Pagi pergi secepat ia
datang setiap harinya, tanpa basa basi dan permisi. Bagaimana sehari ini tergantung bagaimana pagi dilalui. Secuplik adegan pagi akan mempengaruhi hari seharian seseorang,
berdampak, berakibat dan mengakibatkan.
Meja makan dari kayu
jati berplitur warna coklat yang mulai memudar dipenuhi macam makanan.
Ibu-ibu tua telah bangun pagi-pagi sekali bergelut dengan kompor dan wajan demi
mengusahakannya ada di atas meja. Takut kena semprot jika terlambat apalagi
tidak ada. Empat kursi yang mengelilingi meja telah terisi semuanya.

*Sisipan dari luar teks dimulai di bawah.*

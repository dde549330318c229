//! The engine: sole owner of the library and its persisted copy.
//!
//! Long-running work (scan, probe, refresh, convert, render) runs on a rayon
//! pool and reports back as [`Applied`] messages. Library state only changes
//! when the owner drains those messages in [`Engine::process_pending`] or
//! [`Engine::wait_idle`], and every change is persisted before observers are
//! told about it.

mod import;
mod refresh;

use crate::audio::panic_message;
use crate::convert::{ConvertOptions, convert_batch};
use crate::db::models::{Sample, SampleId, parse_tag_text};
use crate::db::{SampleStore, Store};
use crate::library::{Library, RenameOutcome, SortKey, SortOrder};
use crate::waveform::{WaveformCache, WaveformImage, WaveformSize};
use crossbeam_channel::{Receiver, Sender};
use rayon::ThreadPool;
use std::panic::{AssertUnwindSafe, catch_unwind};
use std::path::{Path, PathBuf};
use std::sync::Arc;
use thiserror::Error;

#[derive(Error, Debug)]
pub enum EngineError {
    #[error("An import or refresh is already running")]
    Busy,
    #[error("Could not start worker pool: {0}")]
    Pool(#[from] rayon::ThreadPoolBuildError),
}

#[derive(Debug, Clone, Copy, PartialEq, Eq, Default)]
pub enum PipelineState {
    #[default]
    Idle,
    Scanning,
    Probing,
    Merging,
    Refreshing,
}

/// Observable engine state. Only the apply step writes it.
#[derive(Debug, Clone, Default)]
pub struct EngineState {
    pub pipeline: PipelineState,
    /// 0.0..=1.0 for the running batch.
    pub progress: f64,
    pub status: String,
    /// Conversion batches still running.
    pub conversions: usize,
}

#[derive(Debug, Clone, PartialEq)]
pub enum LibraryEvent {
    SamplesChanged,
    SelectionChanged,
    Progress { fraction: f64, status: String },
    StateChanged(PipelineState),
}

/// Worker-to-owner messages.
pub(crate) enum Applied {
    Phase(PipelineState),
    Progress { processed: usize, total: usize },
    ImportEmpty,
    ImportFinished { samples: Vec<Sample>, skipped: usize },
    RefreshFinished { samples: Vec<Sample> },
    ConversionFinished { written: Vec<PathBuf>, requested: usize },
    /// A worker died before posting its result.
    Aborted { status: String },
}

pub(crate) fn report_progress(tx: &Sender<Applied>, processed: usize, total: usize, interval: usize) {
    if processed == total || processed % interval.max(1) == 0 {
        tx.send(Applied::Progress { processed, total }).ok();
    }
}

#[derive(Debug, Clone)]
pub struct EngineOptions {
    pub cache_dir: PathBuf,
    pub workers: usize,
    pub progress_interval: usize,
}

pub struct Engine {
    library: Library,
    store: Store,
    cache: WaveformCache,
    pool: Arc<ThreadPool>,
    state: EngineState,
    progress_interval: usize,
    tx: Sender<Applied>,
    rx: Receiver<Applied>,
    subscribers: Vec<Sender<LibraryEvent>>,
}

impl Engine {
    /// Load the library from `store` and start the worker pool.
    pub fn new(store: Store, options: EngineOptions) -> Result<Self, EngineError> {
        let pool = Arc::new(
            rayon::ThreadPoolBuilder::new()
                .num_threads(options.workers.max(1))
                .thread_name(|i| format!("sampledeck-worker-{i}"))
                .panic_handler(|payload| log::error!("Worker panicked: {}", panic_message(payload.as_ref())))
                .build()?,
        );
        let samples = store.load();
        log::info!("Loaded {} samples", samples.len());
        let (tx, rx) = crossbeam_channel::unbounded();

        Ok(Self {
            library: Library::new(samples),
            store,
            cache: WaveformCache::new(options.cache_dir, Arc::clone(&pool)),
            pool,
            state: EngineState::default(),
            progress_interval: options.progress_interval.max(1),
            tx,
            rx,
            subscribers: Vec::new(),
        })
    }

    pub fn library(&self) -> &Library {
        &self.library
    }

    pub fn state(&self) -> &EngineState {
        &self.state
    }

    pub fn store(&self) -> &Store {
        &self.store
    }

    pub fn waveform_cache(&self) -> &WaveformCache {
        &self.cache
    }

    pub fn subscribe(&mut self) -> Receiver<LibraryEvent> {
        let (tx, rx) = crossbeam_channel::unbounded();
        self.subscribers.push(tx);
        rx
    }

    pub fn is_busy(&self) -> bool {
        self.state.pipeline != PipelineState::Idle
    }

    // --- background batches ---

    /// Scan `dir` and probe what it finds, tagging every new sample with
    /// the comma-separated `tag_text`.
    pub fn start_import(&mut self, dir: &Path, tag_text: &str) -> Result<(), EngineError> {
        if self.is_busy() {
            return Err(EngineError::Busy);
        }
        let job = import::ImportJob {
            dir: dir.to_path_buf(),
            tags: parse_tag_text(tag_text),
            known: self.library.path_set(),
            progress_interval: self.progress_interval,
        };
        self.set_pipeline(PipelineState::Scanning);
        self.set_progress(0.0, format!("Scanning {}", dir.display()));

        let abort = Applied::Aborted { status: "Import failed".to_string() };
        self.spawn_job(abort, move |tx| import::run(job, tx));
        Ok(())
    }

    /// Re-probe every sample that is missing metadata.
    pub fn start_refresh(&mut self) -> Result<(), EngineError> {
        if self.is_busy() {
            return Err(EngineError::Busy);
        }
        let snapshot = self.library.samples().to_vec();
        let interval = self.progress_interval;
        self.set_pipeline(PipelineState::Refreshing);
        self.set_progress(0.0, "Refreshing metadata".to_string());

        let abort = Applied::Aborted { status: "Refresh failed".to_string() };
        self.spawn_job(abort, move |tx| refresh::run(snapshot, interval, tx));
        Ok(())
    }

    /// Convert the given samples into `dest_dir`. Unknown ids are ignored.
    /// Returns how many files were queued.
    pub fn start_conversion(&mut self, ids: &[SampleId], dest_dir: &Path, options: ConvertOptions) -> usize {
        let sources: Vec<PathBuf> = ids
            .iter()
            .filter_map(|id| self.library.get(*id))
            .map(|s| s.path.clone())
            .collect();
        if sources.is_empty() {
            return 0;
        }
        let queued = sources.len();
        self.state.conversions += 1;

        let dest_dir = dest_dir.to_path_buf();
        let abort = Applied::ConversionFinished { written: Vec::new(), requested: queued };
        self.spawn_job(abort, move |tx| {
            let written = convert_batch(&sources, &dest_dir, options);
            tx.send(Applied::ConversionFinished { written, requested: sources.len() }).ok();
        });
        queued
    }

    /// Run `job` on the pool. If it panics, `abort` is posted in its place so
    /// the owner never waits on a result that will not come.
    fn spawn_job<F>(&self, abort: Applied, job: F)
    where
        F: FnOnce(&Sender<Applied>) + Send + 'static,
    {
        let tx = self.tx.clone();
        self.pool.spawn(move || {
            if let Err(payload) = catch_unwind(AssertUnwindSafe(|| job(&tx))) {
                log::error!("Background job panicked: {}", panic_message(payload.as_ref()));
                tx.send(abort).ok();
            }
        });
    }

    /// Apply every message already posted by workers. Never blocks.
    pub fn process_pending(&mut self) -> usize {
        let mut applied = 0;
        while let Ok(msg) = self.rx.try_recv() {
            self.apply(msg);
            applied += 1;
        }
        applied
    }

    /// Block for the next worker message and apply it. Returns `false` once
    /// no import, refresh or conversion is running.
    pub fn step(&mut self) -> bool {
        if !self.is_busy() && self.state.conversions == 0 {
            return false;
        }
        match self.rx.recv() {
            Ok(msg) => {
                self.apply(msg);
                true
            }
            Err(_) => false,
        }
    }

    /// Block until no import, refresh or conversion is running.
    pub fn wait_idle(&mut self) {
        while self.step() {}
        self.process_pending();
    }

    fn apply(&mut self, msg: Applied) {
        match msg {
            Applied::Phase(state) => self.set_pipeline(state),
            Applied::Progress { processed, total } => {
                let fraction = processed as f64 / total.max(1) as f64;
                self.set_progress(fraction, format!("Processing {processed} of {total}…"));
            }
            Applied::ImportEmpty => {
                self.set_progress(1.0, "No audio files found".to_string());
                self.set_pipeline(PipelineState::Idle);
            }
            Applied::ImportFinished { samples, skipped } => {
                self.set_pipeline(PipelineState::Merging);
                let ids = self.library.insert(samples, true);
                if skipped > 0 {
                    log::info!("Skipped {} files during import", skipped);
                }
                self.persist();
                self.notify(LibraryEvent::SamplesChanged);
                self.notify(LibraryEvent::SelectionChanged);
                self.set_progress(1.0, format!("Imported {} samples", ids.len()));
                self.set_pipeline(PipelineState::Idle);
            }
            Applied::RefreshFinished { samples } => {
                let total = samples.len();
                let changed = self.library.apply_refreshed(samples);
                log::info!("Refresh changed {} of {} samples", changed, total);
                self.persist();
                self.notify(LibraryEvent::SamplesChanged);
                self.set_progress(1.0, format!("Refreshed {total} samples"));
                self.set_pipeline(PipelineState::Idle);
            }
            Applied::ConversionFinished { written, requested } => {
                self.state.conversions = self.state.conversions.saturating_sub(1);
                let status = format!("Converted {} of {} files", written.len(), requested);
                self.set_progress(1.0, status);
            }
            Applied::Aborted { status } => {
                self.set_progress(1.0, status);
                self.set_pipeline(PipelineState::Idle);
            }
        }
    }

    // --- manual operations; not blocked by a running batch ---

    pub fn add_tags(&mut self, text: &str, ids: &[SampleId]) -> usize {
        let changed = self.library.add_tags(text, ids);
        if changed > 0 {
            self.commit(false);
        }
        changed
    }

    pub fn remove_tags(&mut self, text: &str, ids: &[SampleId]) -> usize {
        let changed = self.library.remove_tags(text, ids);
        if changed > 0 {
            self.commit(false);
        }
        changed
    }

    pub fn rename(&mut self, id: SampleId, new_name: &str) -> RenameOutcome {
        let outcome = self.library.rename(id, new_name);
        if let RenameOutcome::Renamed { .. } = outcome {
            self.cache.invalidate(id);
            self.commit(false);
        }
        outcome
    }

    /// Remove samples from the library, optionally deleting their files.
    pub fn remove(&mut self, ids: &[SampleId], delete_files: bool) -> Vec<Sample> {
        let removed = if delete_files {
            self.library.remove_and_delete(ids)
        } else {
            self.library.remove_logical(ids)
        };
        for sample in &removed {
            self.cache.invalidate(sample.id);
        }
        if !removed.is_empty() {
            self.commit(true);
        }
        removed
    }

    /// Roll back the most recent import.
    pub fn remove_last_import(&mut self) -> Vec<Sample> {
        let removed = self.library.remove_last_import();
        for sample in &removed {
            self.cache.invalidate(sample.id);
        }
        if !removed.is_empty() {
            self.commit(true);
        }
        removed
    }

    pub fn sort(&mut self, key: SortKey, order: SortOrder) {
        self.library.sort(key, order);
        self.commit(false);
    }

    pub fn select(&mut self, ids: &[SampleId]) {
        self.library.select(ids);
        self.notify(LibraryEvent::SelectionChanged);
    }

    pub fn filter(&self, query: &str) -> Vec<&Sample> {
        self.library.filter(query)
    }

    /// Cached preview for `id`, scheduling a render on a miss.
    pub fn waveform(&self, id: SampleId, size: WaveformSize) -> Option<Arc<WaveformImage>> {
        let sample = self.library.get(id)?;
        self.cache.request(sample, size)
    }

    fn commit(&mut self, selection_touched: bool) {
        self.persist();
        self.notify(LibraryEvent::SamplesChanged);
        if selection_touched {
            self.notify(LibraryEvent::SelectionChanged);
        }
    }

    fn persist(&self) {
        if let Err(e) = self.store.save(self.library.samples()) {
            log::error!("Failed to save library: {}", e);
        }
    }

    fn set_pipeline(&mut self, pipeline: PipelineState) {
        if self.state.pipeline != pipeline {
            self.state.pipeline = pipeline;
            self.notify(LibraryEvent::StateChanged(pipeline));
        }
    }

    fn set_progress(&mut self, fraction: f64, status: String) {
        self.state.progress = fraction;
        self.state.status = status.clone();
        self.notify(LibraryEvent::Progress { fraction, status });
    }

    fn notify(&mut self, event: LibraryEvent) {
        self.subscribers.retain(|s| s.send(event.clone()).is_ok());
    }
}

Ayah dan
Ibu duduk saling berhadapan begitu juga Kakak dan Adik. Semua dengan pikirannya
masing-masing menatap piring yang masih kosong, menunggu siapa yang akan
terlebih dulu menanduk nasi di bakul.
“Ayo makan!!” Suara
berat Ayah menyabet keheningan ruang.
“Kakak ambil sendiri!
Biar ibu ambilkan punya adik!” Ibu bangkit berdiri dan mengambil piring Adik
dan mengisinya dengan makanan. Kemudian dia mulai mengisi piring untuk dirinya
sendiri.
Bunyi-bunyian suara
piring, sendok dan garpu memenuhi ruangan. Hanya itu. Tidak ada suara lain.
“Jangan lupa besok kita
ke rumah Kakek!!” Kata Ayah dengan suara tegas memerintah.
“Aku nggak bisa Yah.”
Sahut Kakak sigap, seolah telah bersiap kalau kata-kata itu keluar.
“Kenapa kamu nggak
bisa?” Mata Ayah menatap tajam pada Kakak. Mengintimidasi.
“Aku ada acara OSIS
besok minggu.” Tak mungkin mengatakan
yang sebenarnya.
“Batalkan saja!!”
Perintah Ayah tegas.
“Nggak bisa Yah! Ini sudah
kurencanakan dari dulu” Mana mungkin
kubatalkan, ini kencan pertamaku.
“Sudah!! Pokoknya
batalkan saja!! Jangan ngelawan!!” Perintah semakin menegas tak ingin mendengar
sanggahan lagi.
Kakak menghentikan
makan, berdiri dan beranjak pergi dari meja makan. Selalu begini. Selalu kata-kataku tak pernah didengar.
Adik melirik-lirik
takut kepada Ayah. Ia tak beruntung. Lirikannya tertangkap mata Ayah yang
tajam.
“Apalagi?? Adik juga mau nggak ikut??” Tanya Ayah membaca gelagat Adik.
Ragu-ragu adik
mengangguk.
“Kenapa nggak mau? Mau
main game atau apa?” Lanjut Ayah keras.
Sekali lagi adik
mengangguk. Sudah tahu gitu masih tanya.
“Nggak usah. Pokok
harus ikut. Kalau nggak ikut mainannya akan Ayah sita semua.” Ujar Ayah tak
berperasaan.
Adik semakin merunduk. Selalu begini. Nggak pernah sekalipun
kemauanku dituruti. Ia tak beranjak dari meja makan. Hanya mulai makan
selayaknya robot.
“Apa nggak lebih baik
perginya ditunda saja?” Ucap Ibu pelan dan penuh kehati-hatian.
“Kamu ikut-ikutan juga.
Ini semua karena kamu mereka jadi bandel dan nggak mau nurut seperti ini”
Selalu
aku yang disalahkan. “Mas, aku juga bekerja
sama sepertimu, ini bukan salahku saja”
“Jadi kamu
menyalahkanku. Kamu Ibunya seharusnya kamu bisa mendidik mereka lebih baik”
Kamu
Ayahnya. Ini juga tanggunganmu. “Maaf Mas, aku akan berusaha lebih baik”
“Selalu itu katamu
setiap pagi. Se.la.lu.” Ucap Ayah dengan nada bicara menurun dengan penuh
penekanan.
Selalu seperti ini. Aku
capek Selalu dipersalahkan. Ibu diam tak
melanjutkan bicara. Mempercepat menghabiskan nasi di piring ingin segera pergi
dari meja makan.
Ayah duduk dengan
tegak. Menghabiskan makan dengan santai dan berirama. Kepalanya dipenuhi
pikiran. Selalu seperti ini. Selalu mereka nggak mau
mendengar ucapanku. Walau untuk sekali saja.
Hanya meja yang menjadi
saksi pagi ini. Saksi di setiap pagi, kemarin pagi, pagi ini, besok pagi, dan
mungkin pagi-pagi lain yang akan datang. Sendirian berdoa dan berharap agar
percakapan pagi hari bisa membaik. Saksi bisu yang akan tetap membisu.